Dylan’s currently favorite pastime notwithstanding, I am thinking “enough’s enough”!  I’m ready to move on to the next items on the agenda–thawing winds and mucky March, eventually leading to warm breezes and vistas of GREEN!

Except for the pretty Valentines I received, all decorative vestiges of winter have been packed away.  Most of my red glassware has been stowed in a china cabinet–having been supplanted on tables and open shelves by Vasoline glass, clear crystal, pressed glass, and Depression era glassware in delicate shades of aqua, lemon yellow, and pink. 

I’m buying a live house plant every time we shop.  Even WALMART (called “WALLY WORLD” by our son, Eric) has live house plants.  Joe thinks we don’t have room for more plants, but I keep finding extra space by stacking the pots on footstools and extra tables in our windows, and hanging them from cute little wrought iron hangers–courtesy of HOME DEPOT. 

Then there are fake flowers–actually quite lovely.  Yellow “tulips” grace a wall planter fashioned by a friend who is a potter.  The phony posies have even made it outdoors to our garden.  A farmer’s antique milk can filled with pink “roses” hangs on a trellis, along with a garland of “forsythia”.  The riot of pink and yellow warms our view, otherwise dominated by the snowy Matterhorn!

My choice of apparel goes into a state of denial this time each year.  When I was little (a few centuries ago) I tried to quit wearing long cotton stockings in February–while begging my mother to let me wear knee socks or ankle socks instead.  I can recall Mother folding her arms and staunchly refusing my requests.  She always said, “You are rushing the season“!

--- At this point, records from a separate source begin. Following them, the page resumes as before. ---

//! Series smoothing and dispersion primitives used by the signal generator.

pub mod ema;
pub mod rolling;

pub use ema::{alpha_from_half_life, alpha_from_span, ewma};
pub use rolling::rolling_std;
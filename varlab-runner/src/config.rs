//! Serializable backtest configuration.

use chrono::NaiveDate;
use serde::{Deserialize, Serialize};
use std::path::Path;
use thiserror::Error;

use varlab_core::engine::SimulatorConfig;
use varlab_core::replication::ReplicationConfig;
use varlab_core::signals::SignalConfig;

/// Unique identifier for a backtest run (content-addressable hash).
pub type RunId = String;

#[derive(Debug, Error)]
pub enum ConfigError {
    #[error("failed to read config file: {0}")]
    Io(#[from] std::io::Error),
    #[error("failed to parse config file: {0}")]
    Parse(#[from] toml::de::Error),
}

/// Metrics engine configuration.
#[derive(Debug, Clone, Copy, PartialEq, Serialize, Deserialize)]
pub struct MetricsConfig {
    /// Annual risk-free rate subtracted from daily returns.
    pub risk_free_rate: f64,
    /// Trading days per year; the Sharpe annualization factor is its
    /// square root.
    pub annualization_days: f64,
}

impl Default for MetricsConfig {
    fn default() -> Self {
        Self {
            risk_free_rate: 0.04,
            annualization_days: 252.0,
        }
    }
}

/// Complete configuration for a single backtest run.
///
/// Captures every parameter needed to reproduce the run: the expiry to
/// trade, replication settings, signal settings, simulator settings, and
/// metrics settings. Loads from TOML; all sections default independently.
#[derive(Debug, Clone, PartialEq, Serialize, Deserialize)]
pub struct BacktestConfig {
    /// Expiry whose quote history is backtested.
    pub expiry: NaiveDate,
    #[serde(default)]
    pub replication: ReplicationConfig,
    #[serde(default)]
    pub signal: SignalConfig,
    #[serde(default)]
    pub simulator: SimulatorConfig,
    #[serde(default)]
    pub metrics: MetricsConfig,
}

impl BacktestConfig {
    pub fn new(expiry: NaiveDate) -> Self {
        Self {
            expiry,
            replication: ReplicationConfig::default(),
            signal: SignalConfig::default(),
            simulator: SimulatorConfig::default(),
            metrics: MetricsConfig::default(),
        }
    }

    pub fn from_toml_file(path: &Path) -> Result<Self, ConfigError> {
        let text = std::fs::read_to_string(path)?;
        Ok(toml::from_str(&text)?)
    }

    /// Deterministic hash id for this configuration.
    ///
    /// Two runs with identical configs share a RunId, which makes sweep
    /// results and exported artifacts content-addressable.
    pub fn run_id(&self) -> RunId {
        let json = serde_json::to_string(self).expect("BacktestConfig serialization failed");
        blake3::hash(json.as_bytes()).to_hex().to_string()
    }
}
//! Trapezoidal quadrature over an irregular strike grid.
//!
//! The replication integral is taken over the discrete strikes the market
//! actually quotes, which are unevenly spaced. The trapezoidal rule has
//! O(h^2) local error in the grid spacing h; the end-to-end approximation
//! error against a known flat-volatility surface is pinned to 1% by test.

/// Integrate y over x with the trapezoidal rule.
///
/// Points must be sorted by x ascending. Fewer than two points integrate
/// to zero (no interval to cover).
pub fn trapezoid(points: &[(f64, f64)]) -> f64 {
    points
        .windows(2)
        .map(|w| {
            let (x0, y0) = w[0];
            let (x1, y1) = w[1];
            (x1 - x0) * (y0 + y1) / 2.0
        })
        .sum()
}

Now I can wear whatever I want, and I’m still rushing the season–albeit with caution.  I refuse to wear brown, grey, or black skirts again until next fall.  But it’s easy to pull a poufy, flamboyant gypsy skirt over my WINTER SILK long johns.  Sheer, romantic style blouses can be draped over a cashmere sweater in a springy hue.  Strands of colored beads never fail to complete the picture of a funky woman who refuses to brook any more winter in her life–at least for a few months!

Meanwhile, I keep checking online for our zip code’s 10 day forecast.  It’s WINTER TIMES 10!  Oh well, I’m having a lot of fun–in my deluded state of DENIAL!